• Exercise: Look through the data below. Collect every line where the word "SubmissionTicket" occurs.

• Data for the task:
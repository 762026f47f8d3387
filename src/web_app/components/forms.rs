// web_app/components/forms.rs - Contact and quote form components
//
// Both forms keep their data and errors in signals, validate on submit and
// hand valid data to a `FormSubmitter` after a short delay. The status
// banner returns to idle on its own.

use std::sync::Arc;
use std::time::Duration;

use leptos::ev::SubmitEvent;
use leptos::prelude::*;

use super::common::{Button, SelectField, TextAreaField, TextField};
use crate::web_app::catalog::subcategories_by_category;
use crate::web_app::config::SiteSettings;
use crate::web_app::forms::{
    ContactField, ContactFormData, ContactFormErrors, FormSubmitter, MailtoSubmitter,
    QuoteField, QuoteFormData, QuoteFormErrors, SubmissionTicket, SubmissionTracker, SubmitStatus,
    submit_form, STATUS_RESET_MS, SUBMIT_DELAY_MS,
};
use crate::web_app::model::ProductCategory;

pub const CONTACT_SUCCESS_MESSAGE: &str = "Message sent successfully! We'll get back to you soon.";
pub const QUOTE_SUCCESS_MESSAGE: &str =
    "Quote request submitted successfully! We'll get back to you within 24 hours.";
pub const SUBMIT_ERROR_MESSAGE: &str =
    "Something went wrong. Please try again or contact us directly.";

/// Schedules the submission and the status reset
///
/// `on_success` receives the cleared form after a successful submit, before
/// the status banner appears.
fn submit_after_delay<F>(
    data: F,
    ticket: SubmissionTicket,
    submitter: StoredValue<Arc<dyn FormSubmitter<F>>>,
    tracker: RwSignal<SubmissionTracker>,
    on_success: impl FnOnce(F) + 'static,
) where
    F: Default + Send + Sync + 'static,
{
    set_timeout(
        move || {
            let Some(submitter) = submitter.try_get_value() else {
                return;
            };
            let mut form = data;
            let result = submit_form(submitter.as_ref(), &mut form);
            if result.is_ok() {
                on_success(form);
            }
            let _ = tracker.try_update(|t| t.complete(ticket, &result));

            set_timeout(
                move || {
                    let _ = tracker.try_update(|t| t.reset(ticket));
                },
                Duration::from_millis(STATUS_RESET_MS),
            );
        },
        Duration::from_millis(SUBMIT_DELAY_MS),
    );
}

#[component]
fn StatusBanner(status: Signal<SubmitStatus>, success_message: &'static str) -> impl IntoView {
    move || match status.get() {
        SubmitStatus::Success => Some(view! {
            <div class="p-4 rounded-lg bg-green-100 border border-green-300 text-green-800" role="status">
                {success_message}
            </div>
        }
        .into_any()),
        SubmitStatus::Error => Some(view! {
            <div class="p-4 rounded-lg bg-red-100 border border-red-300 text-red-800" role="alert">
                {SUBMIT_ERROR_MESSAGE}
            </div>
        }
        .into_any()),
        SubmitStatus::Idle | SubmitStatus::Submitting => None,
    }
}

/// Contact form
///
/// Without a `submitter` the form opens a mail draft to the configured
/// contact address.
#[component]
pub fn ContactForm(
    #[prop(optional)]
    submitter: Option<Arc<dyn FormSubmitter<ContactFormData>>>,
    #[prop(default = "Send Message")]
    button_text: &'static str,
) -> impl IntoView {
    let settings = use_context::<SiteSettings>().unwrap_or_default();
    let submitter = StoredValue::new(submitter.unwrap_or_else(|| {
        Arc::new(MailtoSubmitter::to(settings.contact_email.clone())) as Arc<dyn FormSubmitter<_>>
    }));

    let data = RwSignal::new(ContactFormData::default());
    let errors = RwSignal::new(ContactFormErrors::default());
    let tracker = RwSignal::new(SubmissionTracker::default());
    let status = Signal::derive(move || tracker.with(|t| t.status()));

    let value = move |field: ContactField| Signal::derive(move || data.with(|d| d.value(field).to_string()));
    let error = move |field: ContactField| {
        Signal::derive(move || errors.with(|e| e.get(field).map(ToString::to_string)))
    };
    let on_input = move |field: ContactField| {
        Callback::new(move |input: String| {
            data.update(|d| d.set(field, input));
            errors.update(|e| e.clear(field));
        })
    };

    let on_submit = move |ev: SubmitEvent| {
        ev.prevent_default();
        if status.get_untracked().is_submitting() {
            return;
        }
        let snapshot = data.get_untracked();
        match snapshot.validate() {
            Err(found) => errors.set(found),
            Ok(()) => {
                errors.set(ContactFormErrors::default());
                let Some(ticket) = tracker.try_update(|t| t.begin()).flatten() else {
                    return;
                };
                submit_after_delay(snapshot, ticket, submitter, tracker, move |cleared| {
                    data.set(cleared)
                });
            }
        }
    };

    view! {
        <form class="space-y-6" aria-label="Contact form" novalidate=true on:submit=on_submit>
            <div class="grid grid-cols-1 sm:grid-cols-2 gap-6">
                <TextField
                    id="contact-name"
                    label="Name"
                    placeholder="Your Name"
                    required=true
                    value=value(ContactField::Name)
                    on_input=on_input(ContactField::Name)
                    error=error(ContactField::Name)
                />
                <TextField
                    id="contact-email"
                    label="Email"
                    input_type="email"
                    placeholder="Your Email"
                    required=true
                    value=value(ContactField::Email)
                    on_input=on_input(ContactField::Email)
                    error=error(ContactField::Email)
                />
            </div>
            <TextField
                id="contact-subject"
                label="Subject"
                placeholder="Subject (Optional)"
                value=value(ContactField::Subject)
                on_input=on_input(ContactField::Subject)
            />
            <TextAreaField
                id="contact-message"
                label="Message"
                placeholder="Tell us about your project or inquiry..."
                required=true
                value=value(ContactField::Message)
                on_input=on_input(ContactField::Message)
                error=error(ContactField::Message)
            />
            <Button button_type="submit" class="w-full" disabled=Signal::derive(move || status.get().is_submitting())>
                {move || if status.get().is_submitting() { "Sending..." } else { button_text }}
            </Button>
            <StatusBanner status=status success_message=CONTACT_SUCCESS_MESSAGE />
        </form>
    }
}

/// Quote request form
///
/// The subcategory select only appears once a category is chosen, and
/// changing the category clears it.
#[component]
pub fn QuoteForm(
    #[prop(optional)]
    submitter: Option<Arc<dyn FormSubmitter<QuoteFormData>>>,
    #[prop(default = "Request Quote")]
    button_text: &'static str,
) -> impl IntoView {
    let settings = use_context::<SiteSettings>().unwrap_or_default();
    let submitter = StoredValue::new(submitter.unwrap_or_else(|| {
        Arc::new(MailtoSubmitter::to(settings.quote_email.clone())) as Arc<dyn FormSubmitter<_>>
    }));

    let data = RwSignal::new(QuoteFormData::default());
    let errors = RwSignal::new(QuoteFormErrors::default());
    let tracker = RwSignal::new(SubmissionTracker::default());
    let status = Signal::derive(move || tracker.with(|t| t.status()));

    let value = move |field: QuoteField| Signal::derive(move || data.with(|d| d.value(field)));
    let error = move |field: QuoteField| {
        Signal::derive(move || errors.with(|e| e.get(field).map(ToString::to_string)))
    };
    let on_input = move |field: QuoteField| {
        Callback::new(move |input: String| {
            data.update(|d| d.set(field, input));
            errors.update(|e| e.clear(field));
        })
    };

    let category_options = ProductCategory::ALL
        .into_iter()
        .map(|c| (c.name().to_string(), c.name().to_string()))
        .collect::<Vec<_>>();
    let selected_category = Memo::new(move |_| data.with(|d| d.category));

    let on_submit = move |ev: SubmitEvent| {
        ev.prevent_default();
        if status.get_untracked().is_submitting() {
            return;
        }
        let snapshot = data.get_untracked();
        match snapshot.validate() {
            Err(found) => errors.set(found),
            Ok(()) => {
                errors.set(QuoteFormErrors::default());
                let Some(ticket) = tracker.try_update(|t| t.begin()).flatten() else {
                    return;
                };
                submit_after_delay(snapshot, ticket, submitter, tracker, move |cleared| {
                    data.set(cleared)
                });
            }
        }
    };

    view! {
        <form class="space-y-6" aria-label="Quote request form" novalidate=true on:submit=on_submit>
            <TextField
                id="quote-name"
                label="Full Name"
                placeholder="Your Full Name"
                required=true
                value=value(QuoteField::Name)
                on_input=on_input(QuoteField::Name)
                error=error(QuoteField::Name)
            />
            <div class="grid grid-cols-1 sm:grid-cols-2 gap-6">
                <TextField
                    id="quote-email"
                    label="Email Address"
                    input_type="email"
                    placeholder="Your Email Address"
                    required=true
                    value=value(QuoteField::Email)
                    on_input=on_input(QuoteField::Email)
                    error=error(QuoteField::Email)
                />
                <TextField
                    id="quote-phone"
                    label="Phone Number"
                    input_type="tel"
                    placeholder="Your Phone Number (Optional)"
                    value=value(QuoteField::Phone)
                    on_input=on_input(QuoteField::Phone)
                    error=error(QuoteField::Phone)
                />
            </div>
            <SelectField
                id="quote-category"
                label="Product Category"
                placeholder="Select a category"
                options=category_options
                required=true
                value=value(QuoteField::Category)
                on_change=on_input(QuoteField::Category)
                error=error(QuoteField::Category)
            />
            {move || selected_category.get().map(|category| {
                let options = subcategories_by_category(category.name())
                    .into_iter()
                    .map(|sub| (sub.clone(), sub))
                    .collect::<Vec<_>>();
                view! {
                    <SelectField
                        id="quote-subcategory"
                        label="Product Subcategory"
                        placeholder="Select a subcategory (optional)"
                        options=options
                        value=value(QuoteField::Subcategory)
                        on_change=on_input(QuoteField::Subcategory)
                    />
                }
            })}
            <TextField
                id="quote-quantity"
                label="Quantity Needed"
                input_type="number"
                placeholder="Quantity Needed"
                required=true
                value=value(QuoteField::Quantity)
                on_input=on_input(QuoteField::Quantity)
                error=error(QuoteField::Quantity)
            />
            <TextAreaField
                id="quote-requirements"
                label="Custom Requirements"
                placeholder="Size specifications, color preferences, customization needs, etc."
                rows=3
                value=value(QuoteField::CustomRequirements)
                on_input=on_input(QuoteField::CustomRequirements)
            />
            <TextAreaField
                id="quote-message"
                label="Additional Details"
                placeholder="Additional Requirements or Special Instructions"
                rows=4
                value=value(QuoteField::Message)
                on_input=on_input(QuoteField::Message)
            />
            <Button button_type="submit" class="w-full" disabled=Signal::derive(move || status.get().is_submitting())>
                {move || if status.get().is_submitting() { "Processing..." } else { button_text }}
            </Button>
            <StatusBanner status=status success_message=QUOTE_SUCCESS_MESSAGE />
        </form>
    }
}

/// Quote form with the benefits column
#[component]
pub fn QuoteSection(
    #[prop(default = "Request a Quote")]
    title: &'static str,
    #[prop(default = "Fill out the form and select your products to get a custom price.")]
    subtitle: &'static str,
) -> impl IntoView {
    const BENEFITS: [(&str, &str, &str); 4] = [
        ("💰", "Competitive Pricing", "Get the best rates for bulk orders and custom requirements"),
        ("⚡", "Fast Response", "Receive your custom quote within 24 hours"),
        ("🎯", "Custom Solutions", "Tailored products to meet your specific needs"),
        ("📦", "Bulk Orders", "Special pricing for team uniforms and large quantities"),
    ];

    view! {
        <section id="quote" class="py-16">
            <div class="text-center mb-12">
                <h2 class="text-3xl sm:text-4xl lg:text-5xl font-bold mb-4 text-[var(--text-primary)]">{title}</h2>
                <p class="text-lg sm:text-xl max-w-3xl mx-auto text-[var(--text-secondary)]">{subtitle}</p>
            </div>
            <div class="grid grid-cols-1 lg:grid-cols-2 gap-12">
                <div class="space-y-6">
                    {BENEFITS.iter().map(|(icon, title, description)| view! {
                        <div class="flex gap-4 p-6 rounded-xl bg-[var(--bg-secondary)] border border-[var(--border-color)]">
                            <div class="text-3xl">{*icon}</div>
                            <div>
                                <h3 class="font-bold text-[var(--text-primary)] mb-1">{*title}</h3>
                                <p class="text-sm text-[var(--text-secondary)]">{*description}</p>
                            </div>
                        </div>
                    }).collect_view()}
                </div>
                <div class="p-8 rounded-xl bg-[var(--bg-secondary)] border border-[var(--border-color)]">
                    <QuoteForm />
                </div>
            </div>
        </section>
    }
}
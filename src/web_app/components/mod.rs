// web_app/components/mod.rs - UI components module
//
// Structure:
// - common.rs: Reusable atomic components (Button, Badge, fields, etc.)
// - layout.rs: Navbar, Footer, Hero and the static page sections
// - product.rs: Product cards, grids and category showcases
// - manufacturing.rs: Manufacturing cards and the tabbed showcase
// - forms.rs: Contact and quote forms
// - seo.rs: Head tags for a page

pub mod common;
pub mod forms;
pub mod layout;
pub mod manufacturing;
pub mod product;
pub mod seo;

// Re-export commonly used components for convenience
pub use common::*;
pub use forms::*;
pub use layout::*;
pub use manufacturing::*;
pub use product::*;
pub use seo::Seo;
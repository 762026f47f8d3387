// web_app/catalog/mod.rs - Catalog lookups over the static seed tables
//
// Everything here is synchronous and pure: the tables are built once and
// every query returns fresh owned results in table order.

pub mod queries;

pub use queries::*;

• Answer to the problem:
    QuoteField, QuoteFormData, QuoteFormErrors, SubmissionTicket, SubmissionTracker, SubmitStatus,
    ticket: SubmissionTicket,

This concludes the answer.